Stupidity is repeating things that fail. Apple will find a different way to fail, if they in fact do. They've chosen ARM.

And I'll say it again: the killer app is the iPod Touch, except with a display size big enough that I don't need to go hunting for my reading glasses.
 
Exactly. If the tablet has a builtin infrared transmitter then it could be the ultimate universal remote. Add recording capabilites to AppleTV and the combination would go a LONG ways toward making complicated living room media setups easy to use.

I think if Apple were thinking of using the tablet as an advanced remote for the AppleTV, they'd use a Bluetooth or Wifi connection, so it could send media lists/artwork etc. to the tablet rather than just being a 'dumb' remote control.

That way, you could browse what you want to watch/listen to next, without interrupting what's on the TV at the moment.
 
I still say that the killer feature will be that it will have a flexible OLED. If they manage that they will OWN the entire mobile gadget market for several years.
 
I agree with you guys. $999 would be way too cheap for this, but at that price it would absolutely kill the competition. I could still see this selling well for around $2,499. Apple isn't known for competing in the low end market so I don't know why there's an assumption that this new tablet will be any different. Who says that they HAVE to compete with the next-to-nothing-margins netbook market?

I predict $1799, the former price of the Air.
 
I think if Apple were thinking of using the tablet as an advanced remote for the AppleTV, they'd use a Bluetooth or Wifi connection, so it could send media lists/artwork etc. to the tablet rather than just being a 'dumb' remote control.

That said, when are consumer electronics companies going to join the 21st century and start integrating Bluetooth/Wifi into their products (televisions, receivers) so we can start using devices like the iPhone/iPod as remotes?

The whole home automation thing starts to break down when IR is still essential to the mix.
 
I think the merging of the Macbook and Macbook Pro line is telling in terms of the future tablet. I think what we will be seeing is a discontinuation of the MacBook and MacBook Air.
The Tablet will take the place of the Air for portability and the MacBook for price.
 
Possible solar panel built into the back to help battery life outdoors?

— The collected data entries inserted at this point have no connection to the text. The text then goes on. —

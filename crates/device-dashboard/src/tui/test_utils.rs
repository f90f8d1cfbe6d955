//! Shared test utilities for TUI testing with ratatui TestBackend.
//!
//! Provides helper functions for creating test terminals, extracting buffer
//! content and building an [`App`] whose layout is saved to a temporary
//! directory.

#![cfg(test)]

use crate::layout::{LayoutManager, LayoutStore};
use crate::tui::app::App;
use ratatui::{backend::TestBackend, buffer::Buffer, Terminal};
use tempfile::TempDir;

/// Creates a Terminal with TestBackend at the specified dimensions.
pub fn test_terminal(width: u16, height: u16) -> Terminal<TestBackend> {
    let backend = TestBackend::new(width, height);
    Terminal::new(backend).expect("failed to create test terminal")
}

/// Extracts all text from a specific row in the buffer as a single String.
pub fn row_text(buffer: &Buffer, row: u16) -> String {
    let area = buffer.area();
    if row >= area.height {
        return String::new();
    }
    (0..area.width)
        .map(|col| {
            buffer
                .cell((col, row))
                .map(|cell| cell.symbol())
                .unwrap_or(" ")
        })
        .collect()
}

/// Finds the first row index that contains the given text, or None if not found.
pub fn find_row_with_text(buffer: &Buffer, text: &str) -> Option<u16> {
    let area = buffer.area();
    (0..area.height).find(|&row| row_text(buffer, row).contains(text))
}

/// An app over the default order, saving into a fresh temp directory.
///
/// Keep the returned `TempDir` alive for as long as the app is used.
pub fn make_app() -> (App, TempDir) {
    let dir = TempDir::new().expect("failed to create temp dir");
    let store = LayoutStore::new(dir.path().join("widget-order.json"));
    let mut app = App::new(LayoutManager::load(store));
    app.init_selection();
    (app, dir)
}

/// Renders the full dashboard to a buffer and returns the buffer for inspection.
pub fn render_dashboard_to_buffer(app: &mut App, width: u16, height: u16) -> Buffer {
    let mut terminal = test_terminal(width, height);
    terminal
        .draw(|frame| {
            crate::tui::ui::render_dashboard(frame, app);
        })
        .expect("draw failed");
    terminal.backend().buffer().clone()
}

#[cfg(test)]
mod tests {
    use super::*;

    #[test]
    fn test_row_text_extracts_row_content() {
        let mut terminal = test_terminal(20, 5);
        terminal
            .draw(|frame| {
                let area = frame.area();
                let para = ratatui::widgets::Paragraph::new("Hello World");
                frame.render_widget(para, area);
            })
            .expect("draw failed");
        let buffer = terminal.backend().buffer();
        assert!(row_text(buffer, 0).starts_with("Hello World"));
        assert_eq!(row_text(buffer, 9), "");
    }

    #[test]
    fn test_make_app_starts_with_default_order() {
        let (app, dir) = make_app();
        assert_eq!(app.layout.len(), 8);
        assert_eq!(app.selected_index, Some(0));
        assert_eq!(
            app.layout.store().path(),
            dir.path().join("widget-order.json")
        );
    }
}
//! Card grid view.
//!
//! Cards flow left to right, top to bottom, in layout order. The grid fits
//! as many columns as the minimum card width allows; each row is as tall
//! as its tallest card.

use crate::widgets::WidgetCard;
use ratatui::{
    layout::Rect,
    style::{Color, Modifier, Style},
    text::Span,
    widgets::{Block, BorderType, Borders, Paragraph},
    Frame,
};

/// Rows the border adds to a card's body.
pub const CARD_CHROME: u16 = 2;

/// How a card is highlighted.
#[derive(Debug, Clone, Copy, PartialEq, Eq)]
pub enum CardHighlight {
    /// Not focused.
    None,
    /// Has keyboard focus.
    Selected,
    /// Being dragged.
    Dragging,
}

impl CardHighlight {
    fn border_style(self) -> Style {
        match self {
            CardHighlight::None => Style::default().fg(Color::DarkGray),
            CardHighlight::Selected => Style::default().fg(Color::Cyan),
            CardHighlight::Dragging => Style::default()
                .fg(Color::Yellow)
                .add_modifier(Modifier::BOLD),
        }
    }
}

/// Number of columns that fit in `width`, at least one.
pub fn grid_columns(width: u16, min_card_width: u16) -> usize {
    (width / min_card_width.max(1)).max(1) as usize
}

/// Width of one column.
pub fn column_width(width: u16, columns: usize) -> u16 {
    width / columns.max(1) as u16
}

/// Positions for cards of the given `heights`.
///
/// Cards that would start below `area` are left out, so the result may be
/// shorter than `heights`. The last visible row is clipped to the area.
pub fn card_rects(area: Rect, heights: &[u16], columns: usize) -> Vec<Rect> {
    let columns = columns.max(1);
    let width = column_width(area.width, columns);
    let bottom = area.y + area.height;
    let mut rects = Vec::with_capacity(heights.len());
    let mut y = area.y;

    for row in heights.chunks(columns) {
        if y >= bottom {
            break;
        }
        let row_height = row.iter().copied().max().unwrap_or(0).min(bottom - y);
        for (col, _) in row.iter().enumerate() {
            rects.push(Rect::new(area.x + col as u16 * width, y, width, row_height));
        }
        y += row_height;
    }
    rects
}

/// Draws one card into `area`.
pub fn render_card(frame: &mut Frame, area: Rect, card: &WidgetCard, highlight: CardHighlight) {
    let title_style = match highlight {
        CardHighlight::None => Style::default().add_modifier(Modifier::BOLD),
        _ => highlight.border_style(),
    };
    let block = Block::default()
        .title(Span::styled(format!(" {} ", card.title), title_style))
        .borders(Borders::ALL)
        .border_type(BorderType::Rounded)
        .border_style(highlight.border_style());

    let inner = block.inner(area);
    frame.render_widget(block, area);
    frame.render_widget(Paragraph::new(card.lines.clone()), inner);
}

Two things are wrong with this
1 if it was on the back how would this be convenient if your holding it in your lap or on a table
2 solar panels are not advanced enough to charge a laptop battery in an hour, in order to do this you would need 4'x6' panel pointing directly toward the sun
 
A few thoughts.

1.
Yes this device needs a reason for being. The fact is tablets don't work for legacy productivity apps like spread sheets. So it won't be marketed as a computer replacement.
2.
I see publishing as a huge opportunity here. Will it be the nuclear app that blows sales sky high? I'm not sure but there is a clear need for models that don't emulate the free web site offering. Especially for the more limited distribution publications. So yeah subscriptions to "magazines" and "papers" would be a potential killer app.
3.
Video. One word sums it up, the unit needs to be able to deliver video/movies well. Maybe roll a bit of Apple TV into the device.
4.
Navigation. Yes it needs GPS but I suspect this is a given now adays.
5.
E-Books, PDFs and other assorted formats. Clean easy access to the various publishing formats would be a killer. Frankly I wish Apple had a clean and Apple supported PDF reader in the iPhone right now. One that allowed the local storage and management of PDFs. It would be fantastic for referencing materials in the field.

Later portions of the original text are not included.